A convention we use in pytorch to reduce memory usage and improve speed during backward is that None is equal to a Tensor full of zeros.
That allows many optimizations during the backward pass.
Is it a problem in your usecase?
There are I guess other reasons that a None is returned for such gradient, for example, because of a mistake in the code. But, apparently if the function’s gradient is independent of the
target variable, a None is also returned (which should actually be a zero mathematically).
So the main problem is that one will not be sure if the None is because of a bug in the code or because of the independence of the function with respect to the variable.
I mean for example I have a mistake in the code that I have written and although my function should return a valid derivative, it returns a None. But maybe it’s not my mistake in my code and is rather the fact that my function is not dependent on the variable I am calculating the derivative for.

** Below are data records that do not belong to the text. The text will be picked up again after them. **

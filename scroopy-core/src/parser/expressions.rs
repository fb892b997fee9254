use std::rc::Rc;

use super::error::ParseError;
use super::statements::parse_block_statement;
use crate::ast::{Expression, Identifier, InfixOperationKind, PrefixOperationKind};
use crate::lexer::TokenKind;
use crate::parser::Parser;

#[derive(PartialOrd, PartialEq, Debug, Clone, Copy)]
pub enum Precedence {
    Lowest = 0,
    Equals,
    LessGreater,
    Sum,
    Product,
    Prefix,
    Call,
}

pub fn precedence_of(token: TokenKind) -> Precedence {
    match token {
        TokenKind::Equal => Precedence::Equals,
        TokenKind::NotEqual => Precedence::Equals,
        TokenKind::LessThan => Precedence::LessGreater,
        TokenKind::GreaterThan => Precedence::LessGreater,
        TokenKind::Plus => Precedence::Sum,
        TokenKind::Minus => Precedence::Sum,
        TokenKind::Asterisk => Precedence::Product,
        TokenKind::Slash => Precedence::Product,
        TokenKind::Power => Precedence::Product,
        TokenKind::LParen => Precedence::Call,
        TokenKind::LBracket => Precedence::Call,
        _ => Precedence::Lowest,
    }
}

/// Pratt loop. The current token must be the first token of the expression;
/// afterwards the current token is its last one.
///
/// Failures are recorded on the parser and yield `None`. A `None` operand does
/// not stop the enclosing production: it still consumes its own tokens and
/// then yields `None` as well.
pub fn parse_expression(parser: &mut Parser, precedence: Precedence) -> Option<Expression> {
    let Some(prefix_parse_function) = prefix_parsing_function(parser.current.kind) else {
        parser.record(ParseError::NoPrefixFunction(parser.current.kind));
        return None;
    };
    let mut left_expression = prefix_parse_function(parser);

    while !parser.peek_is(TokenKind::SemiColon) && precedence < precedence_of(parser.peek.kind) {
        let Some(infix) = infix_parsing(parser.peek.kind) else {
            break;
        };
        parser.next_token();
        left_expression = parse_infix(infix, left_expression, parser);
    }

    left_expression
}

pub type PrefixFunction = fn(&mut Parser) -> Option<Expression>;

pub fn prefix_parsing_function(token: TokenKind) -> Option<PrefixFunction> {
    match token {
        TokenKind::Ident => Some(parse_identifier),
        TokenKind::Int => Some(parse_integer_literal),
        TokenKind::String => Some(parse_string_literal),
        TokenKind::True | TokenKind::False => Some(parse_boolean_literal),
        TokenKind::Bang | TokenKind::Minus => Some(parse_prefix_operation),
        TokenKind::LParen => Some(parse_grouped_expression),
        TokenKind::LBracket => Some(parse_array_literal),
        TokenKind::LBrace => Some(parse_hash_literal),
        TokenKind::If => Some(parse_if_expression),
        TokenKind::Function => Some(parse_function_literal),
        _ => None,
    }
}

fn parse_identifier(parser: &mut Parser) -> Option<Expression> {
    Some(Expression::Identifier(Identifier {
        name: parser.current.literal.clone(),
    }))
}

fn parse_integer_literal(parser: &mut Parser) -> Option<Expression> {
    let literal = parser.current.literal.clone();
    match literal.parse() {
        Ok(value) => Some(Expression::IntegerLiteral(value)),
        Err(_) => {
            parser.record(ParseError::InvalidInteger(literal));
            None
        }
    }
}

fn parse_string_literal(parser: &mut Parser) -> Option<Expression> {
    Some(Expression::StringLiteral(parser.current.literal.clone()))
}

fn parse_boolean_literal(parser: &mut Parser) -> Option<Expression> {
    Some(Expression::BooleanLiteral(parser.current_is(TokenKind::True)))
}

fn parse_prefix_operation(parser: &mut Parser) -> Option<Expression> {
    let kind = if parser.current_is(TokenKind::Bang) {
        PrefixOperationKind::Bang
    } else {
        PrefixOperationKind::Minus
    };
    parser.next_token();
    let right = parse_expression(parser, Precedence::Prefix)?;

    Some(Expression::PrefixOperation(kind, Box::new(right)))
}

fn parse_grouped_expression(parser: &mut Parser) -> Option<Expression> {
    parser.next_token();
    let expression = parse_expression(parser, Precedence::Lowest);
    parser.expect_peek(TokenKind::RParen)?;

    expression
}

/// Comma separated expressions closed by `terminator`. The current token must
/// be the opening delimiter; afterwards the current token is the terminator.
/// A bad element is skipped over and the rest of the list is still parsed.
fn parse_expression_list(parser: &mut Parser, terminator: TokenKind) -> Option<Vec<Expression>> {
    let mut elements: Vec<Option<Expression>> = Vec::new();

    if parser.peek_is(terminator) {
        parser.next_token();
        return Some(Vec::new());
    }

    parser.next_token();
    elements.push(parse_expression(parser, Precedence::Lowest));

    while parser.peek_is(TokenKind::Comma) {
        parser.next_token();
        parser.next_token();
        elements.push(parse_expression(parser, Precedence::Lowest));
    }

    parser.expect_peek(terminator)?;
    elements.into_iter().collect()
}

fn parse_array_literal(parser: &mut Parser) -> Option<Expression> {
    parse_expression_list(parser, TokenKind::RBracket).map(Expression::ArrayLiteral)
}

// A missing `:` or `,` abandons the whole literal.
fn parse_hash_literal(parser: &mut Parser) -> Option<Expression> {
    let mut pairs = Vec::new();
    let mut complete = true;

    while !parser.peek_is(TokenKind::RBrace) {
        parser.next_token();
        let key = parse_expression(parser, Precedence::Lowest);
        parser.expect_peek(TokenKind::Colon)?;

        parser.next_token();
        let value = parse_expression(parser, Precedence::Lowest);
        match key.zip(value) {
            Some(pair) => pairs.push(pair),
            None => complete = false,
        }

        if !parser.peek_is(TokenKind::RBrace) {
            parser.expect_peek(TokenKind::Comma)?;
        }
    }
    parser.expect_peek(TokenKind::RBrace)?;

    complete.then_some(Expression::HashLiteral(pairs))
}

fn parse_if_expression(parser: &mut Parser) -> Option<Expression> {
    parser.next_token();
    let condition = parse_expression(parser, Precedence::Lowest);

    parser.expect_peek(TokenKind::LBrace)?;
    let consequence = parse_block_statement(parser);

    let alternative = if parser.peek_is(TokenKind::Else) {
        parser.next_token();
        parser.expect_peek(TokenKind::LBrace)?;
        Some(parse_block_statement(parser))
    } else {
        None
    };

    Some(Expression::IfExpression {
        condition: Box::new(condition?),
        consequence,
        alternative,
    })
}

fn parse_function_literal(parser: &mut Parser) -> Option<Expression> {
    parser.expect_peek(TokenKind::LParen)?;
    let parameters = parse_parameters(parser)?;

    parser.expect_peek(TokenKind::LBrace)?;
    let body = Rc::new(parse_block_statement(parser));

    Some(Expression::FunctionLiteral { parameters, body })
}

fn parse_parameters(parser: &mut Parser) -> Option<Vec<Identifier>> {
    let mut parameters = Vec::new();

    if parser.peek_is(TokenKind::RParen) {
        parser.next_token();
        return Some(parameters);
    }

    parser.next_token();
    parameters.push(parse_parameter(parser)?);

    while parser.peek_is(TokenKind::Comma) {
        parser.next_token();
        parser.next_token();
        parameters.push(parse_parameter(parser)?);
    }

    parser.expect_peek(TokenKind::RParen)?;
    Some(parameters)
}

fn parse_parameter(parser: &mut Parser) -> Option<Identifier> {
    if !parser.current_is(TokenKind::Ident) {
        parser.record(ParseError::unexpected_token(
            TokenKind::Ident,
            parser.current.kind,
        ));
        return None;
    }

    Some(Identifier {
        name: parser.current.literal.clone(),
    })
}

#[derive(Debug, Clone, Copy)]
pub enum Infix {
    Operation(InfixOperationKind),
    Call,
    Index,
}

pub fn infix_parsing(token: TokenKind) -> Option<Infix> {
    use InfixOperationKind as InfixKind;

    let kind = match token {
        TokenKind::LParen => return Some(Infix::Call),
        TokenKind::LBracket => return Some(Infix::Index),
        TokenKind::Plus => InfixKind::Plus,
        TokenKind::Minus => InfixKind::Minus,
        TokenKind::LessThan => InfixKind::LessThan,
        TokenKind::GreaterThan => InfixKind::GreaterThan,
        TokenKind::Equal => InfixKind::Equal,
        TokenKind::NotEqual => InfixKind::NotEqual,
        TokenKind::Asterisk => InfixKind::Multiply,
        TokenKind::Slash => InfixKind::Divide,
        TokenKind::Power => InfixKind::Power,
        _ => return None,
    };
    Some(Infix::Operation(kind))
}

fn parse_infix(infix: Infix, left: Option<Expression>, parser: &mut Parser) -> Option<Expression> {
    match infix {
        Infix::Operation(kind) => parse_infix_operation(kind, left, parser),
        Infix::Call => parse_call_expression(left, parser),
        Infix::Index => parse_index_expression(left, parser),
    }
}

/// The current token is the operator.
fn parse_infix_operation(
    kind: InfixOperationKind,
    left: Option<Expression>,
    parser: &mut Parser,
) -> Option<Expression> {
    let precedence = precedence_of(parser.current.kind);
    parser.next_token();
    let right = parse_expression(parser, precedence);

    Some(Expression::InfixOperation(
        kind,
        Box::new(left?),
        Box::new(right?),
    ))
}

fn parse_call_expression(left: Option<Expression>, parser: &mut Parser) -> Option<Expression> {
    let arguments = parse_expression_list(parser, TokenKind::RParen);

    Some(Expression::CallExpression {
        function: Box::new(left?),
        arguments: arguments?,
    })
}

fn parse_index_expression(left: Option<Expression>, parser: &mut Parser) -> Option<Expression> {
    parser.next_token();
    let index = parse_expression(parser, Precedence::Lowest);
    parser.expect_peek(TokenKind::RBracket)?;

    Some(Expression::IndexExpression {
        left: Box::new(left?),
        index: Box::new(index?),
    })
}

So when I get a None, I wouldn’t know if the reason is because of a mistake in my code or the fact that my function is independent of the variable.
But from pytorch’s point of view, the two are exactly the same
If there is not link between two variables because of an error or because of the function you implement are indistinguishable.
But if you make a mistake and implement the wrong function and ask for d f(x) / d y (use the wrong variable in your function), then mathematically, the derivative is also 0.
I’m not sure to see where the difference is?
@albanD , I see your point and your concern about memory usage, etc.; but what about adding an optional named parameter default to “False”? e.g. “none_to_zero=False”. It would not hurt your framework, would it? By doing so, we could make good use of it within our own custom differentiation stuff.